Non voler tuttavia annullare la speranza in persone che potevano essere prossime ad una chiamata mi ha impedito di dire “FUGGITE!!!”, ma solo di “mettere in guardia” da possibili e probabili attacchi dell’ISIS.
Apprendere dell’annientamento della folla in quella precisa area, per sette lunghe ore mi ha ucciso. Il telefono dei miei contatti in coda non rispondeva più e le prime immagini lasciavano poco da sperare…
A tarda sera, quando stavo inviando foto agli ospedali di Kabul, nella speranza che fossero solo feriti… “Stiamo bene!”
Oggi è un nuovo giorno, per me che torno a respirare, per loro che sono scampati, ma non per centinaia di afgani dilaniati o gravemente feriti.

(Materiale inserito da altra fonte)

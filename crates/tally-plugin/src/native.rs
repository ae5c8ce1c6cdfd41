// crates/tally-plugin/src/native.rs
// ============================================================================
// Module: Native RPC Transport
// Description: Length-prefixed binary RPC over TCP.
// Purpose: Serve plugin calls on accepted connections with frame limits and
//          token authentication on the first frame.
// Dependencies: bytes, tally-policy, thiserror, tokio
// ============================================================================

//! ## Overview
//! A frame is a big-endian `u32` length followed by the payload. Requests
//! carry `u64 id, string method, args`; responses carry `u64 id, u8 status`
//! followed by the reply (status 0) or `u16 code, string message`
//! (status 1). Oversized frames end the connection. The first frame on every
//! connection must be `SessionState.Authenticate`; any other first frame, or
//! a wrong token, is answered with an unauthenticated error and the
//! connection is closed.

// ============================================================================
// SECTION: Imports
// ============================================================================

use std::io;
use std::sync::Arc;
use std::time::Duration;

use bytes::BufMut;
use bytes::Bytes;
use bytes::BytesMut;
use tally_policy::CodecError;
use tally_policy::wire::get_string;
use tally_policy::wire::get_u8;
use tally_policy::wire::get_u16;
use tally_policy::wire::get_u64;
use tally_policy::wire::put_str;
use thiserror::Error;
use tokio::io::AsyncRead;
use tokio::io::AsyncReadExt;
use tokio::io::AsyncWrite;
use tokio::io::AsyncWriteExt;
use tokio::net::TcpListener;
use tokio::net::TcpStream;

use crate::log::PluginLogEvent;
use crate::proxy::PluginService;
use crate::proxy::call_blocking;
use crate::rpc::RpcError;
use crate::rpc::RpcMethod;
use crate::rpc::RpcReply;
use crate::rpc::RpcRequest;

// ============================================================================
// SECTION: Constants
// ============================================================================

/// Response status for a successful reply.
const STATUS_OK: u8 = 0;
/// Response status for an error reply.
const STATUS_ERROR: u8 = 1;
/// Pause after a failed accept before retrying.
const ACCEPT_BACKOFF: Duration = Duration::from_millis(50);

// ============================================================================
// SECTION: Errors
// ============================================================================

/// Errors raised by the native framing layer.
#[derive(Debug, Error)]
pub enum FrameError {
    /// Socket read or write failed.
    #[error("frame io error: {0}")]
    Io(#[from] io::Error),
    /// Frame length exceeds the configured limit.
    #[error("frame of {len} bytes exceeds limit of {max} bytes")]
    TooLarge {
        /// Announced or actual frame length.
        len: usize,
        /// Configured limit.
        max: usize,
    },
    /// Frame payload could not be decoded.
    #[error("frame decode error: {0}")]
    Codec(#[from] CodecError),
}

// ============================================================================
// SECTION: Framing
// ============================================================================

/// Reads one frame; returns `None` on a clean end of stream.
///
/// # Errors
///
/// Returns [`FrameError`] on I/O failure, a stream ending mid-frame, or a
/// length above `max_frame_bytes`.
pub async fn read_frame<R: AsyncRead + Unpin>(
    reader: &mut R,
    max_frame_bytes: usize,
) -> Result<Option<Bytes>, FrameError> {
    let mut header = [0u8; 4];
    let mut filled = 0;
    while filled < header.len() {
        let read = reader.read(&mut header[filled..]).await?;
        if read == 0 {
            if filled == 0 {
                return Ok(None);
            }
            return Err(io::Error::from(io::ErrorKind::UnexpectedEof).into());
        }
        filled += read;
    }
    let len = usize::try_from(u32::from_be_bytes(header)).unwrap_or(usize::MAX);
    if len > max_frame_bytes {
        return Err(FrameError::TooLarge {
            len,
            max: max_frame_bytes,
        });
    }
    let mut payload = vec![0u8; len];
    reader.read_exact(&mut payload).await?;
    Ok(Some(Bytes::from(payload)))
}

/// Writes one frame and flushes.
///
/// # Errors
///
/// Returns [`FrameError`] on I/O failure or a payload above
/// `max_frame_bytes`.
pub async fn write_frame<W: AsyncWrite + Unpin>(
    writer: &mut W,
    payload: &[u8],
    max_frame_bytes: usize,
) -> Result<(), FrameError> {
    let too_large = FrameError::TooLarge {
        len: payload.len(),
        max: max_frame_bytes,
    };
    if payload.len() > max_frame_bytes {
        return Err(too_large);
    }
    let len = u32::try_from(payload.len()).map_err(|_| too_large)?;
    writer.write_u32(len).await?;
    writer.write_all(payload).await?;
    writer.flush().await?;
    Ok(())
}

// ============================================================================
// SECTION: Payloads
// ============================================================================

/// Encodes a request payload.
#[must_use]
pub fn encode_request(id: u64, request: &RpcRequest) -> Bytes {
    let mut buf = BytesMut::new();
    buf.put_u64(id);
    put_str(&mut buf, request.method().as_str());
    request.encode_args(&mut buf);
    buf.freeze()
}

/// Decodes a request payload into its id and request.
///
/// The inner result carries per-call failures that are answered with an
/// error reply under the same id.
///
/// # Errors
///
/// Returns [`CodecError`] when not even the id can be read.
pub fn decode_request(
    payload: Bytes,
) -> Result<(u64, Result<RpcRequest, RpcError>), CodecError> {
    let mut buf = payload;
    let id = get_u64(&mut buf)?;
    Ok((id, decode_call(&mut buf)))
}

/// Decodes the method name and arguments that follow a request id.
fn decode_call(buf: &mut Bytes) -> Result<RpcRequest, RpcError> {
    let name = get_string(buf)
        .map_err(|err| RpcError::InvalidRequest(format!("invalid method name: {err}")))?;
    let method = RpcMethod::from_name(&name).ok_or_else(|| RpcError::method_not_found(&name))?;
    let request = RpcRequest::decode_args(method, buf)?;
    if !buf.is_empty() {
        return Err(CodecError::TrailingBytes(buf.len()).into());
    }
    Ok(request)
}

/// Encodes a response payload.
#[must_use]
pub fn encode_response(id: u64, outcome: &Result<RpcReply, RpcError>) -> Bytes {
    let mut buf = BytesMut::new();
    buf.put_u64(id);
    match outcome {
        Ok(reply) => {
            buf.put_u8(STATUS_OK);
            reply.encode(&mut buf);
        }
        Err(err) => {
            buf.put_u8(STATUS_ERROR);
            buf.put_u16(err.wire_code());
            put_str(&mut buf, &err.to_string());
        }
    }
    buf.freeze()
}

/// Decodes a response payload for `method`.
///
/// # Errors
///
/// Returns [`CodecError`] when the payload is malformed.
pub fn decode_response(
    method: RpcMethod,
    payload: Bytes,
) -> Result<(u64, Result<RpcReply, RpcError>), CodecError> {
    let mut buf = payload;
    let id = get_u64(&mut buf)?;
    let outcome = match get_u8(&mut buf)? {
        STATUS_OK => Ok(RpcReply::decode(method, &mut buf)?),
        STATUS_ERROR => {
            let code = get_u16(&mut buf)?;
            Err(RpcError::from_wire_code(code, get_string(&mut buf)?))
        }
        other => return Err(CodecError::InvalidMarker(other)),
    };
    if !buf.is_empty() {
        return Err(CodecError::TrailingBytes(buf.len()));
    }
    Ok((id, outcome))
}

// ============================================================================
// SECTION: Server
// ============================================================================

/// Accepts connections and serves each on its own task until the process
/// ends.
pub async fn serve_native(
    listener: TcpListener,
    service: Arc<dyn PluginService>,
    max_frame_bytes: usize,
) {
    loop {
        match listener.accept().await {
            Ok((stream, _peer)) => {
                let service = Arc::clone(&service);
                tokio::spawn(async move {
                    if let Err(err) =
                        serve_connection(stream, Arc::clone(&service), max_frame_bytes).await
                    {
                        service
                            .session()
                            .log(&PluginLogEvent::warn("connection_closed", err.to_string()));
                    }
                });
            }
            Err(err) => {
                service.session().log(&PluginLogEvent::warn("accept_failed", err.to_string()));
                tokio::time::sleep(ACCEPT_BACKOFF).await;
            }
        }
    }
}

/// Serves one connection until the peer closes it or authentication fails.
async fn serve_connection(
    stream: TcpStream,
    service: Arc<dyn PluginService>,
    max_frame_bytes: usize,
) -> Result<(), FrameError> {
    let (mut reader, mut writer) = stream.into_split();
    let mut authenticated = false;
    while let Some(payload) = read_frame(&mut reader, max_frame_bytes).await? {
        let (id, decoded) = decode_request(payload)?;
        let outcome = match decoded {
            Ok(request)
                if authenticated || matches!(request, RpcRequest::Authenticate { .. }) =>
            {
                call_blocking(&service, request).await
            }
            Ok(request) => {
                service.session().log(
                    &PluginLogEvent::warn("auth_rejected", "first frame must authenticate")
                        .with_method(request.method().as_str()),
                );
                Err(RpcError::unauthenticated())
            }
            Err(err) => Err(err),
        };
        let accepted = authenticated || outcome.is_ok();
        let mut response = encode_response(id, &outcome);
        if response.len() > max_frame_bytes {
            let err = RpcError::Serialization("reply exceeds frame limit".to_string());
            response = encode_response(id, &Err(err));
        }
        write_frame(&mut writer, &response, max_frame_bytes).await?;
        if !accepted {
            return Ok(());
        }
        authenticated = true;
    }
    Ok(())
}

// ============================================================================
// SECTION: Tests
// ============================================================================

Quelli che odio, profondamente, sono coloro che non hanno il coraggio di mettere al muro centinaia di persone ed aprire il fuoco. Preferiscono raggrupparle, avvicinarvi i propri uomini e donne (l'alibi!), e poi compiere la strage. Saranno i soliti “esperti in terrorismo" a busta paga ad assolverli... quelli che basta inventare un nome per far realizzare tomi di analisi, ricerche e biografie indimostrabili ma verosimili.
Il tutto per distogliere l’attenzione della gente dal pensiero più banale: a quale governo torna utile un attentato?
Si possono ancora far esplodere bombe e definirle “terremoto”?